Lebanon had been mulling plans to become the first country in the world to charge users for Whatsapp and other online messaging applications in a new bid to increase revenues for the country's budget next year.

The decision had sparked outrage on social media, with high-profile politicians and celebrities voicing their opposition to the charge.

Between 2017 and 2018, telecom revenues dropped by 33 percent, which the ministry of telecommunications believe is because of residents using WhatsApp to make calls instead of making traditional telephone calls.

During a cabinet session on Wednesday, the prospect of charging for WhatsApp calls, which could mount to a monthly charge of $6 if the phone user made a WhatsApp call every day, Lebanese media reported.

WhatsApp users would be charged a flat rate of $0.20 daily if they make a phone call in a country that already has one of the most expensive mobile rates in the region.

Officials predict this will secure an annual revenue of $216 million for Lebanon's government, already under fire for financial corruption.

'Government, parliament... thieves'

Last month also saw protests in the capital over increasingly difficult living conditions, amid fears of a dollar shortage and possible price hikes.
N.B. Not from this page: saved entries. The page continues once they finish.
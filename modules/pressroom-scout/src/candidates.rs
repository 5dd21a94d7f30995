//! Bounded, ordered candidate lists for verification.

use std::collections::{HashMap, HashSet};

use tracing::debug;

use pressroom_common::{is_same_site, Candidate, ClassifiedLink, LinkCategory};

use crate::classifier::extract_root_urls;
use crate::traits::LinkScore;

/// Build at most `max_candidates` candidates for `domain`.
///
/// Listing links come first in discovery order; remaining capacity is filled
/// with root URLs mined from up to `max_article_roots` article links. URLs are
/// deduplicated exactly, first occurrence wins.
pub fn build_candidates(
    links: &[ClassifiedLink],
    domain: &str,
    max_candidates: usize,
    max_article_roots: usize,
) -> Vec<Candidate> {
    let mut seen = HashSet::new();
    let mut candidates = Vec::new();

    let listings = links
        .iter()
        .filter(|l| l.category == LinkCategory::Listing)
        .map(|l| (l.link.url.clone(), l.link.display_text.clone()));

    for (url, text) in listings {
        if candidates.len() >= max_candidates {
            break;
        }
        if is_same_site(&url, domain) && seen.insert(url.clone()) {
            candidates.push(Candidate {
                url,
                display_text: text,
                rank: candidates.len() + 1,
            });
        }
    }

    if candidates.len() < max_candidates {
        for root in extract_root_urls(links, max_article_roots) {
            if candidates.len() >= max_candidates {
                break;
            }
            if is_same_site(&root, domain) && seen.insert(root.clone()) {
                debug!(url = root.as_str(), "Adding root URL candidate");
                candidates.push(Candidate {
                    url: root,
                    display_text: String::new(),
                    rank: candidates.len() + 1,
                });
            }
        }
    }

    candidates
}

/// Reorder candidates by descending likelihood score.
///
/// Stable: ties keep their original relative order. Candidates without a score
/// follow the scored ones in original order. An empty score set leaves the
/// list untouched. The candidate set itself never changes.
pub fn apply_ranking(candidates: Vec<Candidate>, scores: &[LinkScore]) -> Vec<Candidate> {
    if scores.is_empty() {
        return candidates;
    }

    let mut by_url: HashMap<&str, u8> = HashMap::new();
    for s in scores {
        by_url.entry(s.url.as_str()).or_insert(s.score);
    }

    let (mut scored, unscored): (Vec<_>, Vec<_>) = candidates
        .into_iter()
        .map(|c| (by_url.get(c.url.as_str()).copied(), c))
        .partition(|(score, _)| score.is_some());

    scored.sort_by(|(a, _), (b, _)| b.cmp(a));

    scored
        .into_iter()
        .chain(unscored)
        .map(|(_, c)| c)
        .enumerate()
        .map(|(i, c)| Candidate { rank: i + 1, ..c })
        .collect()
}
A skirmish broke out late September as protesters tried to break through security barriers in front of the cabinet office and anti-riot forces pushed them back with shields and batons.

Around 500 people, some carrying Lebanese flags, had gathered earlier in central Beirut's Martyr Square to march to the seats of government and parliament, chanting "Government, parliament... Thieves, thieves!", and calling for revolution.